儿童母细胞性浆细胞样树突细胞肿瘤1例分析

摘要本文分析1例儿童母细胞性浆细胞样树突细胞肿瘤（BPDCN）的诊断经验以提高对该病的认识。通过对该例儿童BPDCN病例进行了确诊分析，结合相关文献总结该疾病临床及实验室检查特点。对患儿皮肤肿物活检后行肿瘤细胞悬液流式细胞免疫荧光分析。结果表明，肿瘤细胞表达浆细胞样树突细胞标记CD123，同时表达CD4、CD56，不表达其它髓系、T细胞、B细胞特异性标记；根据临床资料、实验室检查、皮肤肿物病理及免疫组织化学检查结果，本例患者确诊为母细胞性浆细胞样树突细胞肿瘤。结论：儿童母细胞性浆细胞样树突细胞肿瘤非常罕见，诊断依赖于临床资料、组织病理学和免疫组织化学标记，该病病程呈侵袭性，预后差且发病机制在目前尚未明确。无标准治疗方案。

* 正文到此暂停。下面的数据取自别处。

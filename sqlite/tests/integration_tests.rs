//! Integration tests for the localdb-sqlite crate.

use std::path::{Path, PathBuf};

use localdb_config::{Backend, Settings};
use localdb_core::{Request, Response, Row, TreeState, Value};
use localdb_sqlite::{
    DatabaseHandle, EditError, EditedRow, PanelRouter, QueryConsole, Session, SqliteError,
    TableEditor,
};
use rusqlite::Connection;

/// Creates a database file with the given setup script.
fn create_db(dir: &Path, name: &str, setup: &str) -> PathBuf {
    let path = dir.join(name);
    let conn = Connection::open(&path).unwrap();
    conn.execute_batch(setup).unwrap();
    path
}

/// Reads a single scalar straight from the file, bypassing any handle.
fn scalar_on_disk<T: rusqlite::types::FromSql>(path: &Path, sql: &str) -> T {
    Connection::open(path)
        .unwrap()
        .query_row(sql, [], |row| row.get(0))
        .unwrap()
}

fn blog(dir: &Path) -> PathBuf {
    create_db(
        dir,
        "blog.db",
        "CREATE TABLE authors (id INTEGER PRIMARY KEY, name TEXT NOT NULL);
         CREATE TABLE posts (
             id INTEGER PRIMARY KEY AUTOINCREMENT,
             author_id INTEGER REFERENCES authors(id),
             title TEXT NOT NULL DEFAULT 'untitled',
             body BLOB
         );
         INSERT INTO authors VALUES (1, 'ada'), (2, 'grace');
         INSERT INTO posts (author_id, title, body) VALUES (1, 'hello', x'0001');",
    )
}

#[test]
fn test_tables_and_dense_ordinals() {
    let dir = tempfile::tempdir().unwrap();
    let handle = DatabaseHandle::open(blog(dir.path()), Backend::Buffered).unwrap();
    let inspector = handle.inspector();

    let names: Vec<String> = inspector
        .list_tables()
        .unwrap()
        .into_iter()
        .map(|t| t.name)
        .collect();
    assert_eq!(names, vec!["authors", "posts"]);

    for table in &names {
        let columns = inspector.list_columns(table).unwrap();
        let ordinals: Vec<usize> = columns.iter().map(|c| c.ordinal).collect();
        assert_eq!(ordinals, (0..columns.len()).collect::<Vec<_>>());
    }

    let posts = inspector.list_columns("posts").unwrap();
    assert!(posts[0].is_auto_increment());
    assert_eq!(posts[2].default_value.as_deref(), Some("'untitled'"));
    assert_eq!(posts[3].declared_type, "BLOB");
}

#[test]
fn test_catalog_is_stable_without_mutation() {
    let dir = tempfile::tempdir().unwrap();
    let mut session = Session::default();
    session.open(blog(dir.path())).unwrap();

    let first = session.expand_tree().unwrap();
    session.refresh_tree().unwrap();
    let second = session.expand_tree().unwrap();
    assert_eq!(first, second);
}

#[test]
fn test_console_insert_survives_reopen() {
    let dir = tempfile::tempdir().unwrap();
    let path = blog(dir.path());
    let mut handle = DatabaseHandle::open(&path, Backend::Buffered).unwrap();

    QueryConsole::default()
        .run(&mut handle, "INSERT INTO authors (name) VALUES ('linus')")
        .unwrap();
    drop(handle);

    let mut reopened = DatabaseHandle::open(&path, Backend::Buffered).unwrap();
    let result = reopened
        .execute("SELECT name FROM authors WHERE name = 'linus'")
        .unwrap();
    assert_eq!(result.len(), 1);
}

#[test]
fn test_window_of_large_and_empty_tables() {
    let dir = tempfile::tempdir().unwrap();
    let path = create_db(
        dir.path(),
        "big.db",
        "CREATE TABLE big (n INTEGER PRIMARY KEY, label TEXT);
         WITH RECURSIVE s(x) AS (SELECT 1 UNION ALL SELECT x + 1 FROM s WHERE x < 250)
         INSERT INTO big SELECT x, 'row ' || x FROM s;
         CREATE TABLE empty (a TEXT, b INTEGER);",
    );
    let handle = DatabaseHandle::open(&path, Backend::Buffered).unwrap();
    let editor = TableEditor::default();

    let window = editor.load(&handle, "big").unwrap();
    assert_eq!(window.rows.len(), 100);
    assert_eq!(window.rows[0].get("n"), Some(&Value::Integer(1)));

    let window = editor.load(&handle, "empty").unwrap();
    assert!(window.rows.is_empty());
    assert_eq!(window.column_names(), vec!["a", "b"]);
}

#[test]
fn test_save_reaches_disk() {
    let dir = tempfile::tempdir().unwrap();
    let path = create_db(
        dir.path(),
        "t.db",
        "CREATE TABLE T (id INTEGER PRIMARY KEY, name TEXT);
         INSERT INTO T VALUES (1, 'a');",
    );
    let mut handle = DatabaseHandle::open(&path, Backend::Buffered).unwrap();

    let edits = vec![EditedRow::new(
        vec![Value::Integer(1)],
        Row::new().with("id", 1).with("name", "b"),
    )];
    TableEditor::default().save(&mut handle, "T", &edits).unwrap();

    let name: String = scalar_on_disk(&path, "SELECT name FROM T WHERE id = 1");
    assert_eq!(name, "b");
    assert_eq!(scalar_on_disk::<i64>(&path, "SELECT count(*) FROM T"), 1);
}

#[test]
fn test_query_error_leaves_session_usable() {
    let dir = tempfile::tempdir().unwrap();
    let mut session = Session::default();
    session.open(blog(dir.path())).unwrap();

    let err = session.run_query("SELECT * FROM nonexistent").unwrap_err();
    assert_eq!(err.to_string(), "no such table: nonexistent");

    let outcome = session.run_query("SELECT count(*) AS n FROM authors").unwrap();
    assert_eq!(outcome.result.rows[0].get("n"), Some(&Value::Integer(2)));
}

#[test]
fn test_key_edit_leaves_file_untouched() {
    let dir = tempfile::tempdir().unwrap();
    let path = blog(dir.path());
    let before = std::fs::read(&path).unwrap();
    let mut session = Session::default();
    session.open(&path).unwrap();

    let edits = vec![EditedRow::new(
        vec![Value::Integer(1)],
        Row::new().with("id", 7).with("name", "ada"),
    )];
    let err = session.save_table("authors", &edits).unwrap_err();
    assert!(matches!(
        err,
        SqliteError::EditError(EditError::KeyEdited { .. })
    ));
    assert_eq!(std::fs::read(&path).unwrap(), before);
}

#[test]
fn test_batch_failure_rolls_back_everything() {
    let dir = tempfile::tempdir().unwrap();
    let path = blog(dir.path());
    let mut session = Session::default();
    session.open(&path).unwrap();

    let edits = vec![
        EditedRow::new(
            vec![Value::Integer(1)],
            Row::new().with("id", 1).with("name", "changed"),
        ),
        EditedRow::new(
            vec![Value::Integer(2)],
            Row::new().with("id", 2).with("name", Value::Null),
        ),
    ];
    let err = session.save_table("authors", &edits).unwrap_err();
    assert!(err.to_string().contains("NOT NULL"));

    let name: String = scalar_on_disk(&path, "SELECT name FROM authors WHERE id = 1");
    assert_eq!(name, "ada");
    let window = session.load_table("authors").unwrap();
    assert_eq!(window.rows[0].get("name"), Some(&Value::from("ada")));
}

#[test]
fn test_native_and_buffered_agree_after_persist() {
    let dir = tempfile::tempdir().unwrap();
    for backend in [Backend::Native, Backend::Buffered] {
        let path = create_db(
            dir.path(),
            &format!("{backend:?}.db"),
            "CREATE TABLE kv (k TEXT PRIMARY KEY, v TEXT);",
        );
        let mut handle = DatabaseHandle::open(&path, backend).unwrap();
        TableEditor::default()
            .add_row(&mut handle, "kv", vec![Value::from("a"), Value::from("1")])
            .unwrap();
        assert!(!handle.is_dirty());

        let v: String = scalar_on_disk(&path, "SELECT v FROM kv WHERE k = 'a'");
        assert_eq!(v, "1", "backend {backend:?}");
    }
}

#[test]
fn test_blob_cells_round_trip_through_panel() {
    let dir = tempfile::tempdir().unwrap();
    let mut session = Session::default();
    session.open(blog(dir.path())).unwrap();
    let mut router = PanelRouter::new();

    let replies = router.dispatch(
        &mut session,
        Request::OpenTable {
            table_name: "posts".into(),
        },
    );
    let Response::Render { rows, .. } = &replies[0] else {
        panic!("expected render, got {replies:?}");
    };
    let json = serde_json::to_string(rows).unwrap();
    assert!(json.contains(r#""body":{"$blob":"AAE="}"#));

    let mut edited: Vec<Row> = serde_json::from_str(&json).unwrap();
    edited[0].push("title", "renamed");
    let replies = router.dispatch(&mut session, Request::SaveData { data: edited });
    assert_eq!(replies[0], Response::info("Data saved successfully."));

    let body: Vec<u8> = scalar_on_disk(session.path().unwrap(), "SELECT body FROM posts");
    assert_eq!(body, vec![0, 1]);
}

#[test]
fn test_close_and_switch() {
    let dir = tempfile::tempdir().unwrap();
    let first = blog(dir.path());
    let second = create_db(dir.path(), "other.db", "CREATE TABLE only_here (x);");
    let mut session = Session::new(Settings::default());

    session.open(&first).unwrap();
    session
        .run_query("INSERT INTO authors (name) VALUES ('tim')")
        .unwrap();
    session.open(&second).unwrap();
    assert_eq!(session.tables().unwrap()[0].name, "only_here");

    session.close().unwrap();
    assert_eq!(session.tree().state(), TreeState::Unloaded);
    assert!(matches!(session.tables(), Err(SqliteError::NotOpen)));

    let count: i64 = scalar_on_disk(&first, "SELECT count(*) FROM authors");
    assert_eq!(count, 3);
}

#[test]
fn test_open_rejects_garbage() {
    let dir = tempfile::tempdir().unwrap();
    let path = dir.path().join("garbage.db");
    std::fs::write(&path, vec![0x42u8; 4096]).unwrap();
    let mut session = Session::default();
    let err = session.open(&path).unwrap_err();
    assert!(matches!(err, SqliteError::OpenError { .. }));
    assert!(!session.is_open());
}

Analysis of One Case of Adolescent Blastic Plasmacytoid Dendritic Cell Neoplasm

This study was purposed to summarize the clinical characteristics and laboratorial data of blastic plasmacytoid dendritic cell neoplasm （BPDCN） in pediatric patients in order to enhance understanding this disease in diagnosis and therapy. A rare case of BPDCN in children was enrolled in this study. The blood rotine test, examination of bone marrow cell morphology, histopathology and immunophenotype of the skin lesions were performed and analysed, the single cell suspensions of the biopsied skin mass were detected by flow cytometry. The results showed that tumor cells expressed CD4,CD56,CD43 and CD123, while not expressed CD19, CD20, CD3, CD8, CD13, CD11 b and myeloperoxidase（MPO）. According to the clinical and laboratorial features and the results from histopathological and immunophenotype examinations, BPDCN was confirmed. It is concluded that BPDCN in children is an extremely rare hematopoietic malignancy with presenting a rapidly and fatally aggressive clinical course. The diagnosis of this disease is mainly based on the clinical presentations, pathologic and immunohistochemical features. BPDCN is a highly aggressive disease, its prognosis is very poor, its pathogenesis remans still unclear. A standard treatment protocol for BPDCN has not yet been established.